The End-to-End of New Zealand does not enjoy the same iconic status of the Land’s End-John O’Groats route here in the UK, but it does betray an equally ‘gritty character’ and a ‘Jekyll & Hyde personality’: one minute all smiling and loving, the next minute glowering and threatening. New Zealand normally enjoys a temperate, benign climate similar to that of the UK, but unannounced Pacific weather fronts can appear (even in summer) that can dog your progress and drive you indoors, sometimes for days at a time.

My starting point will be Cape Reinga, the north-westernmost tip of North Island, and I will finish 1500 miles/2400 kms later at Bluff, the southernmost point of South Island. The journey will take me from the subtropical north in the middle of summer to the point nearest the Antarctic, before ( I hope) the weather turns autumnal.

The Children of Syria

The problems of Syria are never far from our television screens. Innocent people are being killed, injured and displaced every day, and thousands have fled across the borders to escape the carnage. My focus is to support the refugee children, whose lives have been torn apart by the conflict, and many have lost one or both parents in the Civil War.

Please support these children generously and, if you are a taxpayer, please gift aid your donation so that Save the Children can increase the value of your giving by 25%.

All the expenses of this 1500 mile expedition will be mine. Every penny of your donation will go to support the Children of Syria.

You can donate in two simple ways:

1. by clicking on my Just Giving webpage

2. or by texting from your mobile to 70070, quoting the following code: FJRB49, then stating the amount (eg. £20). This is a free service offered by Vodafone, so you won’t be charged for the text, and the amount donated will be debited to your phone bill. All very simple!
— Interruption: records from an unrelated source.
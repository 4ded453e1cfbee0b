// ==========================================
// PLAYBACK COORDINATOR
// ==========================================
// The one shared record of "what is selected and is it playing".
//
// Every screen gets a clone of the coordinator. Clones share the same
// state, so selecting a track in the search list is immediately visible to
// the player bar, the liked list and anyone else holding a clone.
//
// Key Concept: tokio::sync::watch
// - A single-value channel: writers replace the value, readers see the latest
// - borrow() is a cheap synchronous read, no await needed
// - Every write wakes all receivers, which is how the player bar re-renders
// - Old values are dropped, never queued (there is no play queue here)
//
// Rules enforced on every write:
// - Selecting a track always starts playback
// - Clearing the track always stops playback
// - "playing" can never be true while nothing is selected

use std::sync::Arc;
use tokio::sync::watch;
use tracing::debug;

use super::track::Track;

#[derive(Debug, Clone, Default, PartialEq, Eq)]
pub struct PlaybackSelection {
    pub track: Option<Track>,
    pub playing: bool,
}

#[derive(Clone)]
pub struct PlaybackCoordinator {
    state: Arc<watch::Sender<PlaybackSelection>>,
}

impl PlaybackCoordinator {
    pub fn new() -> Self {
        let (tx, _rx) = watch::channel(PlaybackSelection::default());
        PlaybackCoordinator {
            state: Arc::new(tx),
        }
    }

    pub fn current_track(&self) -> Option<Track> {
        self.state.borrow().track.clone()
    }

    pub fn is_playing(&self) -> bool {
        self.state.borrow().playing
    }

    pub fn snapshot(&self) -> PlaybackSelection {
        self.state.borrow().clone()
    }

    // Replace the selection. Some(track) starts playing it, None stops.
    // send_replace works even when nobody is subscribed yet.
    pub fn set_current_track(&self, track: Option<Track>) {
        match &track {
            Some(t) => debug!(video_id = %t.id, title = %t.title, "track selected"),
            None => debug!("selection cleared"),
        }
        let playing = track.is_some();
        self.state.send_replace(PlaybackSelection { track, playing });
    }

    pub fn select(&self, track: Track) {
        self.set_current_track(Some(track));
    }

    pub fn clear(&self) {
        self.set_current_track(None);
    }

    // Returns the flag actually stored. Asking to play with nothing selected
    // leaves playback stopped and does not notify anyone.
    pub fn set_playing(&self, playing: bool) -> bool {
        let mut stored = false;
        self.state.send_if_modified(|selection| {
            let wanted = playing && selection.track.is_some();
            stored = wanted;
            if selection.playing == wanted {
                return false;
            }
            selection.playing = wanted;
            true
        });
        stored
    }

    pub fn toggle_playing(&self) -> bool {
        let playing = self.is_playing();
        self.set_playing(!playing)
    }

    // Each receiver starts with the current value marked as seen.
    // Call changed().await to wait for the next write.
    pub fn subscribe(&self) -> watch::Receiver<PlaybackSelection> {
        self.state.subscribe()
    }
}

impl Default for PlaybackCoordinator {
    fn default() -> Self {
        Self::new()
    }
}

#[cfg(test)]
mod tests {
    use super::*;

    fn song() -> Track {
        Track::new("xyz", "Song", "http://img/xyz.jpg", "Artist")
    }

    #[test]
    fn starts_empty_and_stopped() {
        let coordinator = PlaybackCoordinator::new();
        assert_eq!(coordinator.current_track(), None);
        assert!(!coordinator.is_playing());
    }

    #[test]
    fn selecting_reports_exact_track_and_plays() {
        let coordinator = PlaybackCoordinator::new();
        coordinator.select(song());
        assert_eq!(coordinator.current_track(), Some(song()));
        assert!(coordinator.is_playing());
    }

    #[test]
    fn new_selection_replaces_previous_one() {
        let coordinator = PlaybackCoordinator::new();
        coordinator.select(song());
        coordinator.set_playing(false);

        let other = Track::new("abc", "Other", "", "Band");
        coordinator.set_current_track(Some(other.clone()));

        assert_eq!(coordinator.current_track(), Some(other));
        assert!(coordinator.is_playing());
    }

    #[test]
    fn cannot_play_without_a_track() {
        let coordinator = PlaybackCoordinator::new();
        assert!(!coordinator.set_playing(true));
        assert!(!coordinator.is_playing());

        coordinator.select(song());
        coordinator.clear();
        assert!(!coordinator.is_playing());
        assert_eq!(coordinator.current_track(), None);
    }

    #[test]
    fn toggle_flips_flag() {
        let coordinator = PlaybackCoordinator::new();
        coordinator.select(song());
        assert!(!coordinator.toggle_playing());
        assert!(coordinator.toggle_playing());
    }

    #[test]
    fn clones_share_state() {
        let coordinator = PlaybackCoordinator::new();
        let screen = coordinator.clone();
        screen.select(song());
        assert_eq!(coordinator.current_track(), Some(song()));
    }

    #[tokio::test]
    async fn subscribers_are_notified_on_every_write() {
        let coordinator = PlaybackCoordinator::new();
        let mut rx = coordinator.subscribe();

        coordinator.select(song());
        rx.changed().await.unwrap();
        assert_eq!(rx.borrow_and_update().track, Some(song()));

        coordinator.set_playing(false);
        rx.changed().await.unwrap();
        assert!(!rx.borrow_and_update().playing);
    }

    #[tokio::test]
    async fn redundant_play_flag_does_not_notify() {
        let coordinator = PlaybackCoordinator::new();
        coordinator.select(song());
        let rx = coordinator.subscribe();

        coordinator.set_playing(true);
        assert!(!rx.has_changed().unwrap());
    }
}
If you can support this very worthy cause, a huge ‘thank you’ on behalf of Save the Children.

About Frank Burns

My journeys around the world are less about riding a bicycle, and more about what happens when I get off the bicycle. Click on the Personal Link below to visit my webpages.
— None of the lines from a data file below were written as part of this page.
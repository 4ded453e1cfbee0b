// Auth state shared by every backend implementation
//
// Holds the current credential and broadcasts the matching Session to
// anyone subscribed (SessionState, the shell). When a CredentialStore is
// attached, every credential change (login, token refresh, logout) is
// written through to disk. Also parses the auth API's token responses and
// error bodies.

use chrono::{Duration, Utc};
use serde::Deserialize;
use std::sync::RwLock;
use tokio::sync::watch;
use tracing::{info, warn};

use super::credentials::CredentialStore;
use super::models::{Credential, Session};
use crate::error::{BackendError, BackendResult};

pub struct AuthState {
    credential: RwLock<Option<Credential>>,
    changes: watch::Sender<Option<Session>>,
    store: RwLock<Option<CredentialStore>>,
}

impl AuthState {
    pub fn new() -> Self {
        let (changes, _rx) = watch::channel(None);
        AuthState {
            credential: RwLock::new(None),
            changes,
            store: RwLock::new(None),
        }
    }

    pub fn subscribe(&self) -> watch::Receiver<Option<Session>> {
        self.changes.subscribe()
    }

    pub fn credential(&self) -> Option<Credential> {
        self.credential
            .read()
            .unwrap_or_else(|e| e.into_inner())
            .clone()
    }

    pub fn session(&self) -> Option<Session> {
        self.changes.borrow().clone()
    }

    // Write every future credential change to `store`. An existing
    // credential is saved right away; having none leaves the file alone so
    // a login saved by an earlier run survives until it is restored.
    pub fn persist_to(&self, store: CredentialStore) {
        if let Some(credential) = self.credential() {
            if let Err(e) = store.save(&credential) {
                warn!("Failed to save session: {}", e);
            }
        }
        *self.store.write().unwrap_or_else(|e| e.into_inner()) = Some(store);
    }

    fn persist(&self, credential: Option<&Credential>) {
        let store = self.store.read().unwrap_or_else(|e| e.into_inner());
        let Some(store) = store.as_ref() else {
            return;
        };
        let result = match credential {
            Some(credential) => store.save(credential),
            None => store.clear(),
        };
        if let Err(e) = result {
            warn!("Failed to update saved session: {}", e);
        }
    }

    // Replace the credential and notify observers.
    // A token refresh for the same user changes nothing observers care
    // about, so they are only woken when the identity actually changes.
    // The saved copy is always rewritten: a refresh rotates the token.
    pub fn set(&self, credential: Option<Credential>) {
        let session = credential.as_ref().map(Credential::session);
        self.persist(credential.as_ref());
        *self.credential.write().unwrap_or_else(|e| e.into_inner()) = credential;

        self.changes.send_if_modified(|current| {
            if *current == session {
                return false;
            }
            match &session {
                Some(s) => info!(user_id = %s.user_id, "signed in"),
                None => info!("signed out"),
            }
            *current = session;
            true
        });
    }

    pub fn clear(&self) {
        self.set(None);
    }
}

impl Default for AuthState {
    fn default() -> Self {
        Self::new()
    }
}

// ==========================================
// AUTH API RESPONSES
// ==========================================

#[derive(Debug, Deserialize)]
pub(crate) struct TokenResponse {
    access_token: Option<String>,
    refresh_token: Option<String>,
    expires_in: Option<i64>,
    user: Option<AuthUser>,
}

#[derive(Debug, Deserialize)]
struct AuthUser {
    id: String,
    email: Option<String>,
}

// Sign-up answers without tokens when the project requires email
// confirmation. That's not a failure on the server side, but there is no
// session to establish yet.
pub(crate) fn credential_from_token_response(body: &str) -> BackendResult<Credential> {
    let response: TokenResponse = serde_json::from_str(body)?;

    let (access_token, refresh_token, user) =
        match (response.access_token, response.refresh_token, response.user) {
            (Some(access), Some(refresh), Some(user)) => (access, refresh, user),
            _ => {
                return Err(BackendError::Auth(
                    "Check your email to confirm your account, then log in".to_string(),
                ))
            }
        };

    Ok(Credential {
        user_id: user.id,
        email: user.email,
        access_token,
        refresh_token,
        expires_at: Utc::now() + Duration::seconds(response.expires_in.unwrap_or(3600)),
    })
}

// The auth API has used several error shapes over time:
//   {"error": "invalid_grant", "error_description": "Invalid login credentials"}
//   {"code": 400, "error_code": "...", "msg": "..."}
//   {"message": "..."}
pub(crate) fn auth_error_message(body: &str) -> String {
    let fallback = || {
        let trimmed = body.trim();
        if trimmed.is_empty() {
            "Authentication failed".to_string()
        } else {
            trimmed.to_string()
        }
    };

    let Ok(value) = serde_json::from_str::<serde_json::Value>(body) else {
        return fallback();
    };

    ["error_description", "msg", "message", "error"]
        .iter()
        .find_map(|key| value.get(*key).and_then(|v| v.as_str()))
        .map(str::to_string)
        .unwrap_or_else(fallback)
}

#[cfg(test)]
mod tests {
    use super::*;

    fn credential(user_id: &str, token: &str) -> Credential {
        Credential {
            user_id: user_id.to_string(),
            email: Some(format!("{user_id}@example.com")),
            access_token: token.to_string(),
            refresh_token: "refresh".to_string(),
            expires_at: Utc::now() + Duration::hours(1),
        }
    }

    #[test]
    fn parses_session_response() {
        let body = r#"{
            "access_token": "jwt", "token_type": "bearer", "expires_in": 3600,
            "refresh_token": "r1",
            "user": { "id": "u1", "email": "a@b.com", "aud": "authenticated" }
        }"#;
        let credential = credential_from_token_response(body).unwrap();
        assert_eq!(credential.user_id, "u1");
        assert_eq!(credential.email.as_deref(), Some("a@b.com"));
        assert_eq!(credential.access_token, "jwt");
        assert!(!credential.is_expired());
    }

    #[test]
    fn sign_up_awaiting_confirmation_is_an_auth_message() {
        let body = r#"{ "id": "u1", "email": "a@b.com", "confirmation_sent_at": "2024-01-01T00:00:00Z" }"#;
        let err = credential_from_token_response(body).unwrap_err();
        assert!(matches!(err, BackendError::Auth(msg) if msg.contains("confirm")));
    }

    #[test]
    fn reads_every_error_shape() {
        assert_eq!(
            auth_error_message(r#"{"error":"invalid_grant","error_description":"Invalid login credentials"}"#),
            "Invalid login credentials"
        );
        assert_eq!(
            auth_error_message(r#"{"code":422,"msg":"User already registered"}"#),
            "User already registered"
        );
        assert_eq!(auth_error_message("  "), "Authentication failed");
        assert_eq!(auth_error_message("Bad Gateway"), "Bad Gateway");
    }

    #[tokio::test]
    async fn observers_wake_only_when_identity_changes() {
        let auth = AuthState::new();
        let mut rx = auth.subscribe();

        auth.set(Some(credential("u1", "t1")));
        rx.changed().await.unwrap();
        assert_eq!(rx.borrow_and_update().as_ref().unwrap().user_id, "u1");

        // refreshed token, same user
        auth.set(Some(credential("u1", "t2")));
        assert!(!rx.has_changed().unwrap());
        assert_eq!(auth.credential().unwrap().access_token, "t2");

        auth.clear();
        rx.changed().await.unwrap();
        assert!(rx.borrow().is_none());
        assert!(auth.credential().is_none());
    }

    #[test]
    fn every_credential_change_is_written_to_the_attached_store() {
        let dir = tempfile::tempdir().unwrap();
        let store = CredentialStore::new(dir.path());
        let auth = AuthState::new();

        auth.set(Some(credential("u1", "t1")));
        auth.persist_to(CredentialStore::new(dir.path()));
        assert_eq!(store.load().unwrap().access_token, "t1");

        // a refresh for the same user still rewrites the file
        auth.set(Some(credential("u1", "t2")));
        assert_eq!(store.load().unwrap().access_token, "t2");

        auth.clear();
        assert!(store.load().is_none());
    }

    #[test]
    fn attaching_a_store_while_signed_out_keeps_the_saved_login() {
        let dir = tempfile::tempdir().unwrap();
        let store = CredentialStore::new(dir.path());
        store.save(&credential("u1", "saved")).unwrap();

        AuthState::new().persist_to(CredentialStore::new(dir.path()));
        assert_eq!(store.load().unwrap().access_token, "saved");
    }
}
Posted on November 28, 2012, in New Zealand End-to-End 3000kms and tagged , , , , , , . Bookmark the permalink. 24 Comments.

  1. An amazing challenge in such a good cause. Good luck. You’re helping make the world a better place!


  2. Many thanks for your good wishes!


  3. Hi, I have nominated you for the Inspiring Blogger Award because I think you deserve a little something for making your blog always look fab! To share this little bit of blogging kindness: 1. Display the award image on your blog. 2. Link back to the person who nominated you. 3. State 7 things about yourself. 4. Nominate 15 other bloggers and link to their sites. 5. Notify the bloggers that they have been nominated and link to the post. Thank you for all your great posts and congratulations!


  4. That sounds amazing. New Zealand is also top on my list…only if it was a little closer!!! will be keeping a close eye on your updates! Hope you have a tailwind all the way, and not too much rain. Just out of curiosity, how many weeks do you think it will take you?


  5. Alberto, if I were just ‘going for it’, I would expect to take about 3 weeks. But on this trip I am allowing 4 weeks, to give me time to stop off and visit places.


  6. That is awesome! I wish you more good days than bad, may you have more tailwinds than headwinds.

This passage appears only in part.